● **What is needed**: Your job is to copy every line in the material containing the word "struct".

● **Data under study**:

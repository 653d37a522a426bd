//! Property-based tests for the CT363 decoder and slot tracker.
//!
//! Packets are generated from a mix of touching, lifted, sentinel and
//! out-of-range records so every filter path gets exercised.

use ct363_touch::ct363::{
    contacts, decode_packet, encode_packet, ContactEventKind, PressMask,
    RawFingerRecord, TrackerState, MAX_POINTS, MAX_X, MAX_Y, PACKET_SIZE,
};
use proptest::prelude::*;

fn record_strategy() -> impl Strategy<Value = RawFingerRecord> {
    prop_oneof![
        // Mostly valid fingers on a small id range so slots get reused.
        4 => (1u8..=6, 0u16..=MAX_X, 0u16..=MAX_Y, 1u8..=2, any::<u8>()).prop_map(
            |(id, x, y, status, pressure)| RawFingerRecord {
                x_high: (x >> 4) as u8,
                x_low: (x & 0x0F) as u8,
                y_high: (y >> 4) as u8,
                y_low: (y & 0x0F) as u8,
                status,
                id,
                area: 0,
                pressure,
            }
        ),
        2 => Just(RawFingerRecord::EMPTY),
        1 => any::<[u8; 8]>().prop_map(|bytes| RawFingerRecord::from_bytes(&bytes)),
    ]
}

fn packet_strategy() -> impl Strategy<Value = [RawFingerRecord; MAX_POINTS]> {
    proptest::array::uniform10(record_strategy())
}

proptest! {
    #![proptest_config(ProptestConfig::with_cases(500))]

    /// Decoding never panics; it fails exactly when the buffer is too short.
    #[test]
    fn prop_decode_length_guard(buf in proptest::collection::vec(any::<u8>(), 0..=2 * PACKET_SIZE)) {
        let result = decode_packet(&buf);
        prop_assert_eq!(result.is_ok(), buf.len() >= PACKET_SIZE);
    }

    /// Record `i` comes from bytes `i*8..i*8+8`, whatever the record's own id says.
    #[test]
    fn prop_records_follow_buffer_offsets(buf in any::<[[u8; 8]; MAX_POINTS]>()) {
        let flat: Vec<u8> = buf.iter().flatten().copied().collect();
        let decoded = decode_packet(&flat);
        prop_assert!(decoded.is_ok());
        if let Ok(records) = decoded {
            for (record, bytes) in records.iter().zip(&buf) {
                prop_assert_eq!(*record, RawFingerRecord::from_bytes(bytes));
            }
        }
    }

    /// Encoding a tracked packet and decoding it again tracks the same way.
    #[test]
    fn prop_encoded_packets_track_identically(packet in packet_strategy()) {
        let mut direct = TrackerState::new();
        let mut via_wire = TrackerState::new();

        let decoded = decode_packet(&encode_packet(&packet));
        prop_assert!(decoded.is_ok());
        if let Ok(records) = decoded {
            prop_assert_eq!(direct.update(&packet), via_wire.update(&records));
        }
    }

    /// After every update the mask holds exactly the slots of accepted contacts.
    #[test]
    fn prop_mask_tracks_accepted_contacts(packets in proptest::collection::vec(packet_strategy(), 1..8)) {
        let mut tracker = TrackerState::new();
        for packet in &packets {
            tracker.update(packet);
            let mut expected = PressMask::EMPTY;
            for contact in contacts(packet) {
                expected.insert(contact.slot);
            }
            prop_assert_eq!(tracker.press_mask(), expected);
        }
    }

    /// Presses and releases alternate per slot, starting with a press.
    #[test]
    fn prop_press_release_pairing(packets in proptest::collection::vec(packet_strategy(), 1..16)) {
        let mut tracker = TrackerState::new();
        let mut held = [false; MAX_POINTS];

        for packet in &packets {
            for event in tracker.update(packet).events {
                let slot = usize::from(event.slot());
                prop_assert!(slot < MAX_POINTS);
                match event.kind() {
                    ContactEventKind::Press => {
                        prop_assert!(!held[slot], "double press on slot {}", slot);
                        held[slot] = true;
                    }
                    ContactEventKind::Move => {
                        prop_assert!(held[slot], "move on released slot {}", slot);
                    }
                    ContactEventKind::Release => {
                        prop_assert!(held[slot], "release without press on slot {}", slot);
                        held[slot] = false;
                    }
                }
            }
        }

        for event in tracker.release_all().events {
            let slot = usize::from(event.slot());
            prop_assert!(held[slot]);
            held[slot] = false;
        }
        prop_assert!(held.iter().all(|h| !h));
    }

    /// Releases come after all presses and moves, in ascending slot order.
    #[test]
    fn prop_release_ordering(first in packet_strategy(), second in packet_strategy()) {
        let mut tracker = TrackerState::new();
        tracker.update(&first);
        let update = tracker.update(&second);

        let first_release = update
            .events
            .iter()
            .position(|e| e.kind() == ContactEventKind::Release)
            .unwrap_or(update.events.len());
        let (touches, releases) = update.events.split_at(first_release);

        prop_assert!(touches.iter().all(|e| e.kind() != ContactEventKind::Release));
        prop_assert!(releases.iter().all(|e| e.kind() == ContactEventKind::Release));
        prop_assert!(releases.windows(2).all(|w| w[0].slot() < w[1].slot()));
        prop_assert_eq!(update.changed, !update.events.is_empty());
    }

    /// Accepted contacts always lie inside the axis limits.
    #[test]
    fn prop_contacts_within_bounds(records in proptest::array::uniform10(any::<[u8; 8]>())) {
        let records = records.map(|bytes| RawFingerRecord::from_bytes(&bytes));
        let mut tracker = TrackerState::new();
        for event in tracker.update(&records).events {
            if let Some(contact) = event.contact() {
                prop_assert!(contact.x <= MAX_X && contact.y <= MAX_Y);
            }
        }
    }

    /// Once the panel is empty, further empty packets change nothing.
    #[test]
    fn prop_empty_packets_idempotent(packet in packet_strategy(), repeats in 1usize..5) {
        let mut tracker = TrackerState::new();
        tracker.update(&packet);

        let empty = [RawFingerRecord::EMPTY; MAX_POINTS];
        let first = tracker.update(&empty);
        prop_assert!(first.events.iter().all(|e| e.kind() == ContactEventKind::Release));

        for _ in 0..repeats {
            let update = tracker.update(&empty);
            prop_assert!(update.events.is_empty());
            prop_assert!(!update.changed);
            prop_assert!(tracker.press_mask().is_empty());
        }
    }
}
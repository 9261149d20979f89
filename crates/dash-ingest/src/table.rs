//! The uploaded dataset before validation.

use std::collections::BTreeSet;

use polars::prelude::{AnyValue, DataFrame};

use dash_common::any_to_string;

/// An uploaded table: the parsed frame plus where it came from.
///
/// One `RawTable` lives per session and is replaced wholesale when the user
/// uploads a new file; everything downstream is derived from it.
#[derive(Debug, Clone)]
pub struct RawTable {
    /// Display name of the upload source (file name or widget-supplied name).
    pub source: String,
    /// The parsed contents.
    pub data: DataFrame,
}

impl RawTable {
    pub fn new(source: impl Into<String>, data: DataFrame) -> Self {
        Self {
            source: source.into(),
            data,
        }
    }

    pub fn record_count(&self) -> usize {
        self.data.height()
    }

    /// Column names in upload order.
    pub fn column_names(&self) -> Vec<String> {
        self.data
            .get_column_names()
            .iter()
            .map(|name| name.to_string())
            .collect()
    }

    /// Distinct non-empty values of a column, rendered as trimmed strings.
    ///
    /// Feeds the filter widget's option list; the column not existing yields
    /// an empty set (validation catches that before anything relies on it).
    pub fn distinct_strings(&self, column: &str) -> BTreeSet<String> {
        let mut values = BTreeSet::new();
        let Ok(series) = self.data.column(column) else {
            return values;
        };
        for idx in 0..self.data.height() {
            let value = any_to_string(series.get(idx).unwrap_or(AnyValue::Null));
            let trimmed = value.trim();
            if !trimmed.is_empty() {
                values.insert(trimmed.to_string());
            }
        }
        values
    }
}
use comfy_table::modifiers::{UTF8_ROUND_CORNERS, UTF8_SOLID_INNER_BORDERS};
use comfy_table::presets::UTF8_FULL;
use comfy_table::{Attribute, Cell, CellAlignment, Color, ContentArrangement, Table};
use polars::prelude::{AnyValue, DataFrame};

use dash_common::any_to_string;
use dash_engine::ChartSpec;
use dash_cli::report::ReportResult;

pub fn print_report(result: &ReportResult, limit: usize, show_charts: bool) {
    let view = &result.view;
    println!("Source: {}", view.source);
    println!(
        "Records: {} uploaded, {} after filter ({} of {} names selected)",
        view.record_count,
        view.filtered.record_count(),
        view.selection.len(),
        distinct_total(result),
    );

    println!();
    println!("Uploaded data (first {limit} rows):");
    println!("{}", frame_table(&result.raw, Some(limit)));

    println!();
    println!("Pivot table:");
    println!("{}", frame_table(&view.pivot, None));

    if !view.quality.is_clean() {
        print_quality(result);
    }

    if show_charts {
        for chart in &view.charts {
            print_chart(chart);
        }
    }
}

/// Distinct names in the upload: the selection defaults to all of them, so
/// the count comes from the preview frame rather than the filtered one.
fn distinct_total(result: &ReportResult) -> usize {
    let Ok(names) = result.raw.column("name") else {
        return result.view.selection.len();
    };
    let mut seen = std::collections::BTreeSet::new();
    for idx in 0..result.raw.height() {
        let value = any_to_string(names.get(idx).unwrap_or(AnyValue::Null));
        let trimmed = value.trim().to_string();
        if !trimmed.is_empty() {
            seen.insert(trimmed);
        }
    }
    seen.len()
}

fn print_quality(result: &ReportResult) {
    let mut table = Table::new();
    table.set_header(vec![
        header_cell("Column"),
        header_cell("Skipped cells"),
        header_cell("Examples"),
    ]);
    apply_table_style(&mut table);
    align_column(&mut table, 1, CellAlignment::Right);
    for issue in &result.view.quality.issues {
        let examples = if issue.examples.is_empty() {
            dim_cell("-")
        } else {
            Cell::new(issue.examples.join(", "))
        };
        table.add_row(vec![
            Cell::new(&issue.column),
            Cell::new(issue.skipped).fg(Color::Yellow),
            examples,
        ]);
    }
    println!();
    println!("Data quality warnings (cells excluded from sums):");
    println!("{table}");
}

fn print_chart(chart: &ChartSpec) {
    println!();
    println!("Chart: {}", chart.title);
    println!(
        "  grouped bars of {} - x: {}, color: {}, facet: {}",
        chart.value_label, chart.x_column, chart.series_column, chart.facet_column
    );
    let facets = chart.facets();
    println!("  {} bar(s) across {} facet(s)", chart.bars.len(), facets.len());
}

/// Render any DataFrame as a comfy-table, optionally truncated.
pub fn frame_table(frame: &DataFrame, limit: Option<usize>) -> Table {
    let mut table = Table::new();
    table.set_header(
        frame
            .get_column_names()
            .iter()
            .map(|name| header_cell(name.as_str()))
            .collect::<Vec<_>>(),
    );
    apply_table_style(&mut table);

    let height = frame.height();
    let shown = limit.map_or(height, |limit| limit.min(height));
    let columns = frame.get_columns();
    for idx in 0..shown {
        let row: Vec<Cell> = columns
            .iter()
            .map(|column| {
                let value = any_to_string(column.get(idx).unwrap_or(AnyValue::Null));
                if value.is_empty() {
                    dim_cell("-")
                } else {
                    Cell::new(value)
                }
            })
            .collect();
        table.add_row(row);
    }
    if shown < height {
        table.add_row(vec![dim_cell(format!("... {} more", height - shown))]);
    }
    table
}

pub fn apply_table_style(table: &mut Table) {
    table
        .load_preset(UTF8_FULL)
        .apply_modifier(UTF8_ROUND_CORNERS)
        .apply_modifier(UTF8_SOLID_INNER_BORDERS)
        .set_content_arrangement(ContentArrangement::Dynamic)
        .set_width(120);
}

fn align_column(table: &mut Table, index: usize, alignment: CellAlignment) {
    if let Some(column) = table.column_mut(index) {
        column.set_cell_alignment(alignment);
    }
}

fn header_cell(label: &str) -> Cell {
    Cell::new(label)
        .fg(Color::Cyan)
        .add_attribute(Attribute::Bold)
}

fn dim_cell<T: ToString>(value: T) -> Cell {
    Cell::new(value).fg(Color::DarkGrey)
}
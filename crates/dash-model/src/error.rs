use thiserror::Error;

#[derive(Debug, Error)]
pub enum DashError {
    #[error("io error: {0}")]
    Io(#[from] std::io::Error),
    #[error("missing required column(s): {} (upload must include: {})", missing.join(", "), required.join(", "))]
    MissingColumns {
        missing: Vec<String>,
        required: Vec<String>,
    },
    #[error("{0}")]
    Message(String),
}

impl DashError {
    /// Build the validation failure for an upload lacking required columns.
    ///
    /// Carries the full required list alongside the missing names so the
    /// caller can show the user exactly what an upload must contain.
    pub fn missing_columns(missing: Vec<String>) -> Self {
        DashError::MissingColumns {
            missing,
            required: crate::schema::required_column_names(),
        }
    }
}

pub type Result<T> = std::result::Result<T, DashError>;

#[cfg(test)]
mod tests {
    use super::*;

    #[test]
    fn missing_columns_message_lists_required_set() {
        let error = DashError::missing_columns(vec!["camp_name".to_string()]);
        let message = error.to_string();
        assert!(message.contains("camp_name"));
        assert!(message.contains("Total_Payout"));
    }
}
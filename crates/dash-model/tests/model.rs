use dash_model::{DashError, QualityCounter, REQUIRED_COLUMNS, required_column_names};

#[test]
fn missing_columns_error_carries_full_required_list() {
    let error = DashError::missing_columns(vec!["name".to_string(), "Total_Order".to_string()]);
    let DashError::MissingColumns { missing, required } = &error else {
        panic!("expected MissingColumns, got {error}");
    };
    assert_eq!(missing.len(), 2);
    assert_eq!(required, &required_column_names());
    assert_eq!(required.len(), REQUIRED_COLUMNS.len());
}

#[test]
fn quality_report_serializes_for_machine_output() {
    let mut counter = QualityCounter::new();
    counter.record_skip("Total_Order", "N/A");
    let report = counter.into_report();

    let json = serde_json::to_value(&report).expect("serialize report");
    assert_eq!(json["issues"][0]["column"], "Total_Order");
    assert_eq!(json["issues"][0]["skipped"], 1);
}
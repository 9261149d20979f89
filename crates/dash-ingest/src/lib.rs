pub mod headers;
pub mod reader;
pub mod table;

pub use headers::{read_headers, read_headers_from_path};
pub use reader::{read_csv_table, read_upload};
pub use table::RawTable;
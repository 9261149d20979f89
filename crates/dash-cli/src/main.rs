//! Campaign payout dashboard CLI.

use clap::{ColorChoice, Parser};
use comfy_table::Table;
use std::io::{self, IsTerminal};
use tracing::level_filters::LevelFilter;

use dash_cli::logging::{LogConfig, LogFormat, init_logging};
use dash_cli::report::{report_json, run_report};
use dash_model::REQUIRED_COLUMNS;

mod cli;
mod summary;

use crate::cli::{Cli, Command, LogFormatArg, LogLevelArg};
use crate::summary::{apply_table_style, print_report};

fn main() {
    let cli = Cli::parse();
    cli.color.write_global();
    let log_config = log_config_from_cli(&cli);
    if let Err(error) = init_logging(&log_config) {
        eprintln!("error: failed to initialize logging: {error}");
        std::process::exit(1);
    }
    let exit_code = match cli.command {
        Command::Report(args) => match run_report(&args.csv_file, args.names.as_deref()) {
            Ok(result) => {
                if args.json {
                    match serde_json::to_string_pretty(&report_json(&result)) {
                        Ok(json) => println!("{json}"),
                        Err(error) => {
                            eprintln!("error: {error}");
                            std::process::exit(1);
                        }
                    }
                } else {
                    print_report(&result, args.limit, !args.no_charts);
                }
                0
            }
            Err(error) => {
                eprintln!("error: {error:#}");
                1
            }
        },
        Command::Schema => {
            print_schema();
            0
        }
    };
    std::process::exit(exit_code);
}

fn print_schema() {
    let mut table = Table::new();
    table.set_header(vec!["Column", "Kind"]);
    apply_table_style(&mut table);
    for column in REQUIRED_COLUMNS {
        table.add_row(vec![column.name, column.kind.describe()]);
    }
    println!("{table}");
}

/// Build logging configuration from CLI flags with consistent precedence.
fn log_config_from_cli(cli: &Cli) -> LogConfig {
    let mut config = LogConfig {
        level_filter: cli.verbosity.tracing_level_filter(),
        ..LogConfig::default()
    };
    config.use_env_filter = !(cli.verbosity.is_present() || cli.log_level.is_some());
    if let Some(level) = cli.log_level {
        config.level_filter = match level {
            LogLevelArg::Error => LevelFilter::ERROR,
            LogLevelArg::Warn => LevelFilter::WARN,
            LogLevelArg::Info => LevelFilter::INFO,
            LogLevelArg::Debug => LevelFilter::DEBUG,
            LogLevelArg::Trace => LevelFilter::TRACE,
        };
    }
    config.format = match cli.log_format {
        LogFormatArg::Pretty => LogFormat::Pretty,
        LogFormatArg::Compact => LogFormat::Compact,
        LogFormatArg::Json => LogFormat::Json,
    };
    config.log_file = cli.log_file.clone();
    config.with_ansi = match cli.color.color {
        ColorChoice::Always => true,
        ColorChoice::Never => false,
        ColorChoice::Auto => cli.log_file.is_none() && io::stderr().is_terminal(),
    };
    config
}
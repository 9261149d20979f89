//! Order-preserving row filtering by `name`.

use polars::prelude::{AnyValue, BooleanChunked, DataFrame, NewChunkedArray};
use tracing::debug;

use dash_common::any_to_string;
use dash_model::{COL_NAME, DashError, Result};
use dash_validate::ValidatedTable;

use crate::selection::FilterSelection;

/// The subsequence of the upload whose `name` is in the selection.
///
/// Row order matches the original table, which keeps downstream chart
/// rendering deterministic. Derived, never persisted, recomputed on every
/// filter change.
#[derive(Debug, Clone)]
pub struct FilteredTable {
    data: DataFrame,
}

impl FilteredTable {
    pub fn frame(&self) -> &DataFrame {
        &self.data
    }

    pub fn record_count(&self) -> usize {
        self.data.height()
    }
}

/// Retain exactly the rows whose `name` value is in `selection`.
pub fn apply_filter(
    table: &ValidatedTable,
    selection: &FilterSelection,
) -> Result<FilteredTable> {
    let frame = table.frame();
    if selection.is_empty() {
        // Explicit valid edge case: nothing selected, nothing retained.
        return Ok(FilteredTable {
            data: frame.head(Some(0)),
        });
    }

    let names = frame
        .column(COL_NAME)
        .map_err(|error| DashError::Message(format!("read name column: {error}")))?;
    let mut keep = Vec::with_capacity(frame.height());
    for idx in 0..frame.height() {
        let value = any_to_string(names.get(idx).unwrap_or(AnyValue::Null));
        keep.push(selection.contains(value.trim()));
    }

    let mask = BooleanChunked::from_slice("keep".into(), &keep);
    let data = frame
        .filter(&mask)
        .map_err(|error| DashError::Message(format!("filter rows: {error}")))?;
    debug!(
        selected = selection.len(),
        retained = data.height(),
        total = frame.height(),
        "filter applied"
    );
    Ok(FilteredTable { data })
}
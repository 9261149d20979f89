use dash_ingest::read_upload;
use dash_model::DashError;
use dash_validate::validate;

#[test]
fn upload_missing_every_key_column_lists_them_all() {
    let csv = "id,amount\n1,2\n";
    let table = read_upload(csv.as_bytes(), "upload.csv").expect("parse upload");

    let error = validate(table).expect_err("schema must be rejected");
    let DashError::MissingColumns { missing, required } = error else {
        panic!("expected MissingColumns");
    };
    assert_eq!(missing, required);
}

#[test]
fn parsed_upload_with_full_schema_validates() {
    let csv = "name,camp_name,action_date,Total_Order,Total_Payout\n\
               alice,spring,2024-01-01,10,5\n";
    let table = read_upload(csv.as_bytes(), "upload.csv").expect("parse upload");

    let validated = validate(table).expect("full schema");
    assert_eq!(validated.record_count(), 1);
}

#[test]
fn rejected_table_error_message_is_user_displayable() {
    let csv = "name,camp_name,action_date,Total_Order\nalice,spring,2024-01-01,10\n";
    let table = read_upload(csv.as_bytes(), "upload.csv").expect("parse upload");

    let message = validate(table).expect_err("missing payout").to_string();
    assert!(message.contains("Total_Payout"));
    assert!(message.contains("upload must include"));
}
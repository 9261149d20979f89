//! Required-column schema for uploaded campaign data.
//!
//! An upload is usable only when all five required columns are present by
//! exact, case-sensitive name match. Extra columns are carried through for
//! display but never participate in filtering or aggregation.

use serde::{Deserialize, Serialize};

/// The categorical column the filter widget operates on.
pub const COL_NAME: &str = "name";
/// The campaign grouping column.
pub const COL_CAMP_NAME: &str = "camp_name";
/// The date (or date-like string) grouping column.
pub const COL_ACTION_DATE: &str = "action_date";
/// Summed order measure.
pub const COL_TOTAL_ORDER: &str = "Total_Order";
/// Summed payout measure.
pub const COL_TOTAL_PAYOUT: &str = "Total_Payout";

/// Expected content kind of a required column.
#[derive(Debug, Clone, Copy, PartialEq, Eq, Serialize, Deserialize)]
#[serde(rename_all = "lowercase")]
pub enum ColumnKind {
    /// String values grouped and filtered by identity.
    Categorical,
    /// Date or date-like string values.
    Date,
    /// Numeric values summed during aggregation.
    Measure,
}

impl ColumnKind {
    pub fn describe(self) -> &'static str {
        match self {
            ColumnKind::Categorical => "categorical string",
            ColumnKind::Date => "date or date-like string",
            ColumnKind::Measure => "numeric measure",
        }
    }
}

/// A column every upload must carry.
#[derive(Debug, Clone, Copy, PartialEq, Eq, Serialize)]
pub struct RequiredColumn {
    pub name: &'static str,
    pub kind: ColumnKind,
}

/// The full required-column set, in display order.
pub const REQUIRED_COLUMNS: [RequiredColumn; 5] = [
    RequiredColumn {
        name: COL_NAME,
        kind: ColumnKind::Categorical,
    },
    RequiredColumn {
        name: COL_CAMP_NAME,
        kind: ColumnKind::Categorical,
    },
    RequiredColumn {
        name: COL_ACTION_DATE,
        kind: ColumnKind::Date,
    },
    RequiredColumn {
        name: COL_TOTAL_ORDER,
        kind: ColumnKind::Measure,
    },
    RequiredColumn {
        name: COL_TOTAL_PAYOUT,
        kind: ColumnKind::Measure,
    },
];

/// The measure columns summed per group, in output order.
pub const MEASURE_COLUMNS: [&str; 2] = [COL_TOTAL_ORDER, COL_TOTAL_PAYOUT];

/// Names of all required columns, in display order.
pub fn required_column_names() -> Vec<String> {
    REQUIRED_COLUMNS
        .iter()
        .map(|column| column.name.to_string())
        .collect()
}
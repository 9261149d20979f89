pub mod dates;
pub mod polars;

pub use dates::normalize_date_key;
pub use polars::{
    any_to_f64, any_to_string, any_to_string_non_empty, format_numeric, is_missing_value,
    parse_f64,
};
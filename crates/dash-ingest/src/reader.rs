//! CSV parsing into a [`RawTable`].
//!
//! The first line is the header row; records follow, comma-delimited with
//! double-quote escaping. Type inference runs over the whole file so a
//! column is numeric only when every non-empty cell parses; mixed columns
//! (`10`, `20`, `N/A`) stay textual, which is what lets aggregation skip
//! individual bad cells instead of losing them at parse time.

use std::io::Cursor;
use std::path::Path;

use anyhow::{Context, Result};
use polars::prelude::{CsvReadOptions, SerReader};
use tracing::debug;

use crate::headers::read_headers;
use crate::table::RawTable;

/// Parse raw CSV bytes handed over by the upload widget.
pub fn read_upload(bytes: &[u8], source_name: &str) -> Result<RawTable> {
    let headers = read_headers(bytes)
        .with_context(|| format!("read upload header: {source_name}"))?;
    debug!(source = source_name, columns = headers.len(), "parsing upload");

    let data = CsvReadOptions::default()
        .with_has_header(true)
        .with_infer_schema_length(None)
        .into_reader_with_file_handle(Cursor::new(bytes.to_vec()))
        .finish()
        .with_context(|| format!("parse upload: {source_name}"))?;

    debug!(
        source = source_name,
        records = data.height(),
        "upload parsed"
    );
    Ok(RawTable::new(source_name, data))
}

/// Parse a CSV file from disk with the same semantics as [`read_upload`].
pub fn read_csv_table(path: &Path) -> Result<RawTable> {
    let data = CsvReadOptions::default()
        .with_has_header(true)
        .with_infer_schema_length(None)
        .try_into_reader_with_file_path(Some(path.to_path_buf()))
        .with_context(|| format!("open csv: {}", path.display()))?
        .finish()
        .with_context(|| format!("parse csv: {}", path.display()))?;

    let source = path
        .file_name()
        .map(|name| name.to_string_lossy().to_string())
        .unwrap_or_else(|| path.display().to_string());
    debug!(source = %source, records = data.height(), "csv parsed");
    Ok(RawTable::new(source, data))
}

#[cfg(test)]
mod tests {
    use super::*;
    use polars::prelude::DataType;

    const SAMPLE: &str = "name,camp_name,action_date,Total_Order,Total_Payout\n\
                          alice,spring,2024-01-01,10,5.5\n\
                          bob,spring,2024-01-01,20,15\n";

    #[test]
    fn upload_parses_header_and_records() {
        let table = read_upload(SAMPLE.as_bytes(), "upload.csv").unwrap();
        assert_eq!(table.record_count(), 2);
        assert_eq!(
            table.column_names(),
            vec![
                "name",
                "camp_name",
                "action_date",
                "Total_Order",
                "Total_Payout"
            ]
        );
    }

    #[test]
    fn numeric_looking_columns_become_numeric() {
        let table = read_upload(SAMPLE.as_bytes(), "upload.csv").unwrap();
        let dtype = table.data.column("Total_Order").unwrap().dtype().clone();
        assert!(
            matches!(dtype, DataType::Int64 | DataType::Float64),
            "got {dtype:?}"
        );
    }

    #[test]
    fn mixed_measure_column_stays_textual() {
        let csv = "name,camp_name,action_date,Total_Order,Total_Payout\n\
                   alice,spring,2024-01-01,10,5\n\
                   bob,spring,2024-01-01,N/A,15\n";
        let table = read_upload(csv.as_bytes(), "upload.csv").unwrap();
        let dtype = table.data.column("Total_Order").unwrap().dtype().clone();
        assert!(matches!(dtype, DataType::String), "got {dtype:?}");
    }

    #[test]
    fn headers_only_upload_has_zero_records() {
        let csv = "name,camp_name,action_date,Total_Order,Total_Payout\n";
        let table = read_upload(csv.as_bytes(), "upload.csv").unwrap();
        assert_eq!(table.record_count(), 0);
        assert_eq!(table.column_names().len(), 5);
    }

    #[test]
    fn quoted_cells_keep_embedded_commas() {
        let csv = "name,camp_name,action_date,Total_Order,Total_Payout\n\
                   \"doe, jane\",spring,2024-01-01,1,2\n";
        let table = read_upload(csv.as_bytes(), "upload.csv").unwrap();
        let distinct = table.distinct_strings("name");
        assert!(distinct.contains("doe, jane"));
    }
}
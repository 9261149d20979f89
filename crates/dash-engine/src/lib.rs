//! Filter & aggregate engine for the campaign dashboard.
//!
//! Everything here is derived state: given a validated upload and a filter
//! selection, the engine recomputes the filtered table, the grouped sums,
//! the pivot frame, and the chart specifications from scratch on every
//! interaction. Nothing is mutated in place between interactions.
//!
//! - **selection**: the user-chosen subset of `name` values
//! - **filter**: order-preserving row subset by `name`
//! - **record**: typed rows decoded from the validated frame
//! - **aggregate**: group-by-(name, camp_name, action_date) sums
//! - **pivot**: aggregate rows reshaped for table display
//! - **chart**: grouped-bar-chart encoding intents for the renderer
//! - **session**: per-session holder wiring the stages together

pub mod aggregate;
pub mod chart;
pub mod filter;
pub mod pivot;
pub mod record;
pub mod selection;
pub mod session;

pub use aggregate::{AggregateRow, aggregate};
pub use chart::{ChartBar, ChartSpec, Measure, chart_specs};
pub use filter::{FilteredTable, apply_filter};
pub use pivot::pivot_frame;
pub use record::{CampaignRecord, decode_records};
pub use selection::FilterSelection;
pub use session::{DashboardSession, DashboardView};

● **Result of this task**:
pub struct RawTable {
pub struct FilteredTable {
pub struct RequiredColumn {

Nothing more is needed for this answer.